Why is this study important? This study compares the effectiveness of different types of forests in mitigating the impacts of climate change. While natural, dense forests were the best at storing carbon long-term, managed forests were most effective at rapidly removing CO2 from the atmosphere on a shorter timescale. Harvested forests, especially those classified as “rotation,” were especially successful as they were able to sequester relatively high levels of carbon while still providing significant economic revenue from timber for the region. Overall, changes in forest management policies in China in 2002 led to an impressive reduction in carbon emission levels (33%). However, it is important to note that an additional 3 million km2 of forested land would be needed to reach net zero carbon emissions, a number which is unreachable in this region. Likewise, reduced levels of soil moisture indicate that heavily managed forests may not be sustainable in the long run, and will likely be less effective during periods of drought. More research is needed to determine if these forest management policies have already reached maximum effectiveness, or if other adjustments can be made to further increase sequestration.
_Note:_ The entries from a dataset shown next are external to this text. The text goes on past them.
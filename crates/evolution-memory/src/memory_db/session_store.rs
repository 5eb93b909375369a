//! Session storage: creation, finalization and full-text lookup

use std::sync::Arc;

use chrono::Utc;
use r2d2::Pool;
use r2d2_sqlite::SqliteConnectionManager;
use rusqlite::{params, OptionalExtension, Row};
use tracing::{debug, info};
use uuid::Uuid;

use crate::error::MemoryError;
use crate::memory_db::schema::*;
use crate::utils::TextUtils;

const SESSION_COLUMNS: &str = "s.session_id, s.project_path, s.start_time, s.end_time, \
     s.task_description, s.summary, s.success_score, s.token_usage, s.conversation_id";

pub struct SessionStore {
    pool: Arc<Pool<SqliteConnectionManager>>,
}

impl SessionStore {
    pub fn new(pool: Arc<Pool<SqliteConnectionManager>>) -> Self {
        Self { pool }
    }

    fn get_conn(&self) -> anyhow::Result<r2d2::PooledConnection<SqliteConnectionManager>> {
        self.pool.get().map_err(|e| anyhow::anyhow!("Failed to get connection from pool: {}", e))
    }

    pub fn create_session(
        &self,
        project_path: &str,
        task_description: &str,
        conversation_id: Option<&str>,
    ) -> anyhow::Result<Session> {
        let session_id = Uuid::new_v4().to_string();
        let (now, now_str) = now_timestamp();

        let conn = self.get_conn()?;
        conn.execute(
            "INSERT INTO sessions (session_id, project_path, start_time, task_description, conversation_id)
             VALUES (?1, ?2, ?3, ?4, ?5)",
            params![&session_id, project_path, &now_str, task_description, conversation_id],
        )?;

        info!("Created session {} for project {}", session_id, project_path);
        Ok(Session {
            session_id,
            project_path: project_path.to_string(),
            start_time: now,
            end_time: None,
            task_description: task_description.to_string(),
            summary: None,
            success_score: 0.0,
            token_usage: 0,
            conversation_id: conversation_id.map(str::to_string),
        })
    }

    pub fn get_session(&self, session_id: &str) -> anyhow::Result<Option<Session>> {
        let conn = self.get_conn()?;
        let session = conn
            .query_row(
                &format!("SELECT {} FROM sessions s WHERE s.session_id = ?1", SESSION_COLUMNS),
                [session_id],
                |row| Ok(self.row_to_session(row)),
            )
            .optional()?;
        session.transpose()
    }

    /// Sets end time, summary, score and token usage. A session is finalized
    /// at most once; returns the number of rows changed, so zero means the
    /// session is unknown or already finalized.
    pub fn finalize_session(
        &self,
        session_id: &str,
        summary: &str,
        success_score: f64,
        token_usage: u64,
    ) -> anyhow::Result<usize> {
        if !(0.0..=1.0).contains(&success_score) {
            return Err(MemoryError::malformed(format!(
                "success score must be within [0, 1], got {}",
                success_score
            ))
            .into());
        }
        let token_usage = i64::try_from(token_usage)
            .map_err(|_| MemoryError::malformed("token usage out of range"))?;

        let conn = self.get_conn()?;
        let updated = conn.execute(
            "UPDATE sessions
             SET end_time = ?1, summary = ?2, success_score = ?3, token_usage = ?4
             WHERE session_id = ?5 AND end_time IS NULL",
            params![format_timestamp(&Utc::now()), summary, success_score, token_usage, session_id],
        )?;

        if updated > 0 {
            info!("Finalized session {} (score {:.2})", session_id, success_score);
        } else {
            debug!("Finalize of session {} changed no rows", session_id);
        }
        Ok(updated)
    }

    pub fn recent_for_project(&self, project_path: &str, limit: usize) -> anyhow::Result<Vec<Session>> {
        let conn = self.get_conn()?;
        let mut stmt = conn.prepare(&format!(
            "SELECT {} FROM sessions s
             WHERE s.project_path = ?1
             ORDER BY s.start_time DESC, s.rowid DESC
             LIMIT ?2",
            SESSION_COLUMNS
        ))?;

        let mut rows = stmt.query(params![project_path, limit as i64])?;
        let mut sessions = Vec::new();
        while let Some(row) = rows.next()? {
            sessions.push(self.row_to_session(row)?);
        }
        Ok(sessions)
    }

    /// Full-text search over summaries and task descriptions, best match first
    /// and newest first among equal matches.
    pub fn search(&self, query: &str, limit: usize) -> anyhow::Result<Vec<Session>> {
        let Some(expression) = TextUtils::fts_match_expression(query) else {
            return Ok(Vec::new());
        };

        let conn = self.get_conn()?;
        let mut stmt = conn.prepare(&format!(
            "SELECT {} FROM sessions_fts
             JOIN sessions s ON s.rowid = sessions_fts.rowid
             WHERE sessions_fts MATCH ?1
             ORDER BY bm25(sessions_fts), s.start_time DESC, s.rowid DESC
             LIMIT ?2",
            SESSION_COLUMNS
        ))?;

        let mut rows = stmt.query(params![expression, limit as i64])?;
        let mut sessions = Vec::new();
        while let Some(row) = rows.next()? {
            sessions.push(self.row_to_session(row)?);
        }
        debug!("Session search '{}' matched {} sessions", query, sessions.len());
        Ok(sessions)
    }

    /// Distinct summaries of sessions on `project_path` scoring at least `min_score`.
    pub fn successful_summaries(
        &self,
        project_path: &str,
        min_score: f64,
        limit: usize,
    ) -> anyhow::Result<Vec<String>> {
        let conn = self.get_conn()?;
        let mut stmt = conn.prepare(
            "SELECT summary FROM sessions
             WHERE project_path = ?1 AND success_score >= ?2 AND summary IS NOT NULL
             GROUP BY summary
             ORDER BY MAX(success_score) DESC
             LIMIT ?3",
        )?;

        let summaries = stmt
            .query_map(params![project_path, min_score, limit as i64], |row| row.get(0))?
            .collect::<rusqlite::Result<Vec<String>>>()?;
        Ok(summaries)
    }

    /// Ids of every session, optionally restricted to projects under `path_prefix`.
    pub fn session_ids(&self, path_prefix: Option<&str>) -> anyhow::Result<Vec<String>> {
        let conn = self.get_conn()?;
        let mut stmt = conn.prepare(
            "SELECT session_id FROM sessions
             WHERE ?1 IS NULL OR substr(project_path, 1, length(?1)) = ?1
             ORDER BY start_time ASC, rowid ASC",
        )?;
        let ids = stmt
            .query_map([path_prefix], |row| row.get(0))?
            .collect::<rusqlite::Result<Vec<String>>>()?;
        Ok(ids)
    }

    pub fn count_projects(&self, path_prefix: Option<&str>) -> anyhow::Result<i64> {
        let conn = self.get_conn()?;
        let count = conn.query_row(
            "SELECT COUNT(DISTINCT project_path) FROM sessions
             WHERE ?1 IS NULL OR substr(project_path, 1, length(?1)) = ?1",
            [path_prefix],
            |row| row.get(0),
        )?;
        Ok(count)
    }

    fn row_to_session(&self, row: &Row) -> anyhow::Result<Session> {
        let start_time_str: String = row.get(2)?;
        let end_time_str: Option<String> = row.get(3)?;

        Ok(Session {
            session_id: row.get(0)?,
            project_path: row.get(1)?,
            start_time: parse_datetime_safe(&start_time_str).unwrap_or_else(Utc::now),
            end_time: end_time_str.as_deref().and_then(parse_datetime_safe),
            task_description: row.get(4)?,
            summary: row.get(5)?,
            success_score: row.get(6)?,
            token_usage: row.get(7)?,
            conversation_id: row.get(8)?,
        })
    }
}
The big picture: As the main drivers of climate change, fossil fuel emissions continue to threaten our planet. Forestation and forest management policies, such as those established in China at the turn of the century, are a way to mitigate the impact of greenhouse gasses. Modeling future policies after these could help increase carbon sequestration worldwide, especially until renewable energy becomes available. However, as was revealed in this study, it is nearly impossible at current emission levels to reach net zero carbon emissions through forest management alone; in the long term, forest management will likely need to be combined with other policies to ensure a sustainable future.

Citation: Tong, X., Brandt, M., Yue, Y., Ciais, P., Rudbeck Jepsen, M., Penuelas, J., … Fensholt, R. (2020). Forest management in southern China generates short term extensive carbon sequestration. Nature Communications, 11(1).